***** Given entries

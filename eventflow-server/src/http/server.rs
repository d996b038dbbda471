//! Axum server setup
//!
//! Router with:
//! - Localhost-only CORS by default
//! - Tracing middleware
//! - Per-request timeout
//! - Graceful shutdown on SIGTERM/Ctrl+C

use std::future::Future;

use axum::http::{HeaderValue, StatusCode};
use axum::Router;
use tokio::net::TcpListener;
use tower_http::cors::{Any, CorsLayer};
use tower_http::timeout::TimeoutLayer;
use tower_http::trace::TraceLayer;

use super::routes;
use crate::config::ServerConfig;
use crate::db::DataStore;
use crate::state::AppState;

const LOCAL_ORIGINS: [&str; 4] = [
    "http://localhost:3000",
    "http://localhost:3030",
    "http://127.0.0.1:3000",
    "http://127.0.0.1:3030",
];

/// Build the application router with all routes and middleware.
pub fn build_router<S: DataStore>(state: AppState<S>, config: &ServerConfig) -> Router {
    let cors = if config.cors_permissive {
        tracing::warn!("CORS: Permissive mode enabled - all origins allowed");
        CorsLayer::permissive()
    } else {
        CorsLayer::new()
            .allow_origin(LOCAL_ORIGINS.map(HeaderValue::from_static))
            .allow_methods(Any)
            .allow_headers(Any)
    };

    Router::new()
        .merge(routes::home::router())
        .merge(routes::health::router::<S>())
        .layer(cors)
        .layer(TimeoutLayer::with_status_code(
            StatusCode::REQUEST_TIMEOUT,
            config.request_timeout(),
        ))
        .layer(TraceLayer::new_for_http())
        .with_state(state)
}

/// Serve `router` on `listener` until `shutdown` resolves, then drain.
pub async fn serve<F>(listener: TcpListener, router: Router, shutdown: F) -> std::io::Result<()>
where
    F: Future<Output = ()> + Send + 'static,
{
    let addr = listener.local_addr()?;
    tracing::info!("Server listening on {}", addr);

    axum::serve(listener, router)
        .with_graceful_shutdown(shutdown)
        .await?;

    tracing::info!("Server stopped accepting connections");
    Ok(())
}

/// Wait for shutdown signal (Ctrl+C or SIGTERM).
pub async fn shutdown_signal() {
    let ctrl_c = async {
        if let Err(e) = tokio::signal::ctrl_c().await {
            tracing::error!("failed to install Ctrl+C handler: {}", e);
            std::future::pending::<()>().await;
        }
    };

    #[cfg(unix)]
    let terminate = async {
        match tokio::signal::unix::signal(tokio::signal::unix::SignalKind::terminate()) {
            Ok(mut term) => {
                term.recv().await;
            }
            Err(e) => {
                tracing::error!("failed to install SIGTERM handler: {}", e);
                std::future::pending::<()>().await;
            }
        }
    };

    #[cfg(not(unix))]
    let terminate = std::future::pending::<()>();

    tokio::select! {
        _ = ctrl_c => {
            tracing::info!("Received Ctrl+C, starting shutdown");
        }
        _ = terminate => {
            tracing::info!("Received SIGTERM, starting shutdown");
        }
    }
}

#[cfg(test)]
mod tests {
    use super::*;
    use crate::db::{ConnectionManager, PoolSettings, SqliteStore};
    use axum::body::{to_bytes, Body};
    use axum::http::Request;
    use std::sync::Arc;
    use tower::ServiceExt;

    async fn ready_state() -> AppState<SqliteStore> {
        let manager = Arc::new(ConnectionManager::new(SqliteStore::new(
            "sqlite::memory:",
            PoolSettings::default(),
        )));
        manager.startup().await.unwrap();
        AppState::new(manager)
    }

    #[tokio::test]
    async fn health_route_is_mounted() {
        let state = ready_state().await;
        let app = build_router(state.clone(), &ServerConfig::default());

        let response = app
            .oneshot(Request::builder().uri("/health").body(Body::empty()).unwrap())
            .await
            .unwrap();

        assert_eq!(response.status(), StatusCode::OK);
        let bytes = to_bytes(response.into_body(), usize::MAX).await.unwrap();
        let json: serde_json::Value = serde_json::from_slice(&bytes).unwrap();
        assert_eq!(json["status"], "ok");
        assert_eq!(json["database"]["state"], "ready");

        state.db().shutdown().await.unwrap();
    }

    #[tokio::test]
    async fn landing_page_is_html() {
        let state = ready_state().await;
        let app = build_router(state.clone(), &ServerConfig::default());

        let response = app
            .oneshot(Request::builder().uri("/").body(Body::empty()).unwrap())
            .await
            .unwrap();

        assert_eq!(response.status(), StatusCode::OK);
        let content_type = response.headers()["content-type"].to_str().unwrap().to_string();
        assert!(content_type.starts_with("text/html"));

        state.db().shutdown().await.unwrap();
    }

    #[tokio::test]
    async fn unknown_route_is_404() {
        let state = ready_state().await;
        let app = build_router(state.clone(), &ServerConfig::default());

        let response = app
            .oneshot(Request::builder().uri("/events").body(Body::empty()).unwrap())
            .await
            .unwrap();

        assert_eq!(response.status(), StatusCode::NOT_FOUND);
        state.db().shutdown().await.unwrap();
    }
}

**********

Please return every line of the records that contains the word "starting".

            tracing::info!("Received Ctrl+C, starting shutdown");
            tracing::info!("Received SIGTERM, starting shutdown");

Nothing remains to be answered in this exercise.